Stored items:
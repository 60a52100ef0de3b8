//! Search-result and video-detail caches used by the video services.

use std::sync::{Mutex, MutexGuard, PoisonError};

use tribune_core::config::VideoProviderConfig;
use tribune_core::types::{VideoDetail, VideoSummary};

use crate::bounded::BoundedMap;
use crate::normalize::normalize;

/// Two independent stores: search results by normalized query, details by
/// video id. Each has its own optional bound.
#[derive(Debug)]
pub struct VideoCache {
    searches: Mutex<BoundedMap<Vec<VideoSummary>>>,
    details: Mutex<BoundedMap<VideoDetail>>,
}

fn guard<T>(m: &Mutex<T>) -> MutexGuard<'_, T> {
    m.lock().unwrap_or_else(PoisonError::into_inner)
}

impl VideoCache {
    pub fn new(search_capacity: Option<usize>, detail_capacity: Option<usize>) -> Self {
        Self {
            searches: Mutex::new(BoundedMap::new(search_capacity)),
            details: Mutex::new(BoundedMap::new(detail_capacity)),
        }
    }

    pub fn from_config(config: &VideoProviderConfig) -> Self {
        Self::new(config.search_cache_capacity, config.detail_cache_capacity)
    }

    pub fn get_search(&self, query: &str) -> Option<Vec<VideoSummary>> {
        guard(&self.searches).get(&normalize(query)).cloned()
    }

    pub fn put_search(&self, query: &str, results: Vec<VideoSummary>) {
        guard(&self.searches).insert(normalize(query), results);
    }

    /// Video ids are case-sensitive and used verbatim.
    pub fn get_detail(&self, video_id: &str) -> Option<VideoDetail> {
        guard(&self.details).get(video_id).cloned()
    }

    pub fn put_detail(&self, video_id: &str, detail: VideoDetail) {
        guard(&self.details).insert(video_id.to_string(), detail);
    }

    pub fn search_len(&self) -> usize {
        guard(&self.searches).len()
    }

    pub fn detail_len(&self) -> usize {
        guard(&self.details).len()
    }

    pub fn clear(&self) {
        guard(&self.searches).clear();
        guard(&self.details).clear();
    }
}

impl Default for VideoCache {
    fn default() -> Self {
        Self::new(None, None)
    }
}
==
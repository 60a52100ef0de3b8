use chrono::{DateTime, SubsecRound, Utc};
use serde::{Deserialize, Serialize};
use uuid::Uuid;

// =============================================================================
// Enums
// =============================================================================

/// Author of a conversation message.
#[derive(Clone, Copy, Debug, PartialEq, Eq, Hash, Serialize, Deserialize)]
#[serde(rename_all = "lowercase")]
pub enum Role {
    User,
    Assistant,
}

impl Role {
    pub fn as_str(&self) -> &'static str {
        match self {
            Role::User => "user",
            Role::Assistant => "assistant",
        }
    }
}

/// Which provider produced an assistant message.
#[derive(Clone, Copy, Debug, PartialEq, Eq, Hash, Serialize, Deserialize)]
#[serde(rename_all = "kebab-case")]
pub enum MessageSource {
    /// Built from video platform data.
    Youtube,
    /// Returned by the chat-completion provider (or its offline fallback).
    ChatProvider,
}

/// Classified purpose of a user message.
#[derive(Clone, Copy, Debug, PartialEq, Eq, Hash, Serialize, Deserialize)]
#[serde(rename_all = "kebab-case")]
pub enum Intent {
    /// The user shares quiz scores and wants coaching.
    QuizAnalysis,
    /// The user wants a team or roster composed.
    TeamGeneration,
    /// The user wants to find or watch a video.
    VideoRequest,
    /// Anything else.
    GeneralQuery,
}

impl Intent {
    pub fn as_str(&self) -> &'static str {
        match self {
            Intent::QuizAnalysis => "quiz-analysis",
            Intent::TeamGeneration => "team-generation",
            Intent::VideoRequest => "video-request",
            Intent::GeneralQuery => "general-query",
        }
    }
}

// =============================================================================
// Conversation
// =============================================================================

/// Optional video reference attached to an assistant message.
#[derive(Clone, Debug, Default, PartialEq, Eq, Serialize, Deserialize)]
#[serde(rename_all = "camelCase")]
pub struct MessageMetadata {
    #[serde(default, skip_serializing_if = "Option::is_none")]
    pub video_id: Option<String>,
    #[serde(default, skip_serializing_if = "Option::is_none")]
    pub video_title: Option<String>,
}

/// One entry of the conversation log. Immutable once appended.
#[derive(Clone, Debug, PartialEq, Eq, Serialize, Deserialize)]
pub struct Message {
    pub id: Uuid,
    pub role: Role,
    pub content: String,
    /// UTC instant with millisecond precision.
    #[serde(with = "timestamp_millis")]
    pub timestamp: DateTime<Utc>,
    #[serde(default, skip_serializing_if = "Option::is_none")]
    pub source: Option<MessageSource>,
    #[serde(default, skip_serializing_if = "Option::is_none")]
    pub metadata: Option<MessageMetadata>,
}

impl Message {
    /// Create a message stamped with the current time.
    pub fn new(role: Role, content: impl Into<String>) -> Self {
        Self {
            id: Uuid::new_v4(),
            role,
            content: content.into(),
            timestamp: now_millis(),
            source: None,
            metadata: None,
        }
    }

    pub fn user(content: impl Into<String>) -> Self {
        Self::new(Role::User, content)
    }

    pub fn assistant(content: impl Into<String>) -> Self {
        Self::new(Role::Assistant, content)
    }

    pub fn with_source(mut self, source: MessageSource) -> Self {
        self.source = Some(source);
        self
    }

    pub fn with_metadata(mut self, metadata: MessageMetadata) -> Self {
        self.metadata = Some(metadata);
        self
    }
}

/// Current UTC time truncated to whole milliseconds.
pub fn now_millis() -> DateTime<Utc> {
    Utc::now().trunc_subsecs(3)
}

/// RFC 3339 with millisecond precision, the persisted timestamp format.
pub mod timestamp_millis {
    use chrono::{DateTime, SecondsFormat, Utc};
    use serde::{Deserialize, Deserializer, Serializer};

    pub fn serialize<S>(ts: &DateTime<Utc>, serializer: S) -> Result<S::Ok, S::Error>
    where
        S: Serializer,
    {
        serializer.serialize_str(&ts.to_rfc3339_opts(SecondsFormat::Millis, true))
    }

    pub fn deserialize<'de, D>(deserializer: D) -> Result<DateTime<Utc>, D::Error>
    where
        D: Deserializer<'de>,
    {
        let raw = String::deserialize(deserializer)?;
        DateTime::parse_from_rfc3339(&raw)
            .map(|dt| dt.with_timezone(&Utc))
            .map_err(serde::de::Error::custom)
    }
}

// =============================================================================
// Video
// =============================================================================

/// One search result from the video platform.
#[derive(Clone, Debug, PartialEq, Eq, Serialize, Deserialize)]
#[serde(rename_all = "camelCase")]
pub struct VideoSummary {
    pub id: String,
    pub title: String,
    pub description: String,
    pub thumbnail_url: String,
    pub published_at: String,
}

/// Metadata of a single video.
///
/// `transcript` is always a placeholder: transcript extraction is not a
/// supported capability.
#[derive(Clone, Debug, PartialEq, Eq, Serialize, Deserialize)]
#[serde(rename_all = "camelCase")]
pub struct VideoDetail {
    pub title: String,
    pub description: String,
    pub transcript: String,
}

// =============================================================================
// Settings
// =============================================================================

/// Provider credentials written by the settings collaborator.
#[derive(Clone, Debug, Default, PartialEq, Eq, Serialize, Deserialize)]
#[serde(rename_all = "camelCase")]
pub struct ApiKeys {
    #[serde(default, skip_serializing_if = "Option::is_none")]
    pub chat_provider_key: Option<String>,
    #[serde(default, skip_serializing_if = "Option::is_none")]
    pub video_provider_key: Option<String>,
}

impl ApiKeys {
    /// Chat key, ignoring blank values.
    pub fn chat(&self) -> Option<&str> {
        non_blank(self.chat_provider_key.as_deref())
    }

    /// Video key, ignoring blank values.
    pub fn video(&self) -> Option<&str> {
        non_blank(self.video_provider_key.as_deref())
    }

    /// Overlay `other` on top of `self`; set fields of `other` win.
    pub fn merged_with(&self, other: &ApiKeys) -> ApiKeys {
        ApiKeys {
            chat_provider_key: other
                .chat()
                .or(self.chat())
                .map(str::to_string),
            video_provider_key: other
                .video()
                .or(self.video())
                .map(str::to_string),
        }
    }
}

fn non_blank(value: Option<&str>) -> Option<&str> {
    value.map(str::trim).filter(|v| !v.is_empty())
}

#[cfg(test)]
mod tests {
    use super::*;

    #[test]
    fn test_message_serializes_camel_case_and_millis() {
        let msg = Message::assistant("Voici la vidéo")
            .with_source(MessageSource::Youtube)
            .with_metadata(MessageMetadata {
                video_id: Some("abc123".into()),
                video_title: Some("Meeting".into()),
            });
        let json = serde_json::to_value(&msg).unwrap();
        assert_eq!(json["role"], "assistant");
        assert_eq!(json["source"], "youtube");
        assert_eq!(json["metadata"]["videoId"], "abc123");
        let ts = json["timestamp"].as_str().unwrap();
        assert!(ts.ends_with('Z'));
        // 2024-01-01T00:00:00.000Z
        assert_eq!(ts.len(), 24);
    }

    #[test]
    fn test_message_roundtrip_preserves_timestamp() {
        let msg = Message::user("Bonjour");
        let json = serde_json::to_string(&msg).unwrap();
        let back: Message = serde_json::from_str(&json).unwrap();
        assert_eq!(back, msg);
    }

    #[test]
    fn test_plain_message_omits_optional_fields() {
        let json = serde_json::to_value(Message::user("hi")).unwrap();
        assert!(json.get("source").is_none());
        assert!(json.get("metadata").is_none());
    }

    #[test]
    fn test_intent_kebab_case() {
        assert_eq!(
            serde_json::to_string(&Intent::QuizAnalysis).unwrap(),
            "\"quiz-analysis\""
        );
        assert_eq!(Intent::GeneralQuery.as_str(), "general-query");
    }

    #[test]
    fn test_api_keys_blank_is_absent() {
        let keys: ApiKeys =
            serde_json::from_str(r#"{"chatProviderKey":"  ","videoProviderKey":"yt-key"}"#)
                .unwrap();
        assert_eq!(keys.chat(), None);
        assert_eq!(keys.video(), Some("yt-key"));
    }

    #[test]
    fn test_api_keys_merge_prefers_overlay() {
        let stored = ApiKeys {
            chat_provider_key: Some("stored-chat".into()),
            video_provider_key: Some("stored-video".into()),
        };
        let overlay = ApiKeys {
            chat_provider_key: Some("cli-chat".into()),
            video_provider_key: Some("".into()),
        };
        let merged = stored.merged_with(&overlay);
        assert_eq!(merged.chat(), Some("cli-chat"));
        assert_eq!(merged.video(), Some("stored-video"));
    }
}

→ **YOUR GOAL**
Each line in the records above with "VideoSummary" must be returned.

→ **EXERCISE ANSWER**
use tribune_core::types::{VideoDetail, VideoSummary};
    searches: Mutex<BoundedMap<Vec<VideoSummary>>>,
    pub fn get_search(&self, query: &str) -> Option<Vec<VideoSummary>> {
    pub fn put_search(&self, query: &str, results: Vec<VideoSummary>) {
pub struct VideoSummary {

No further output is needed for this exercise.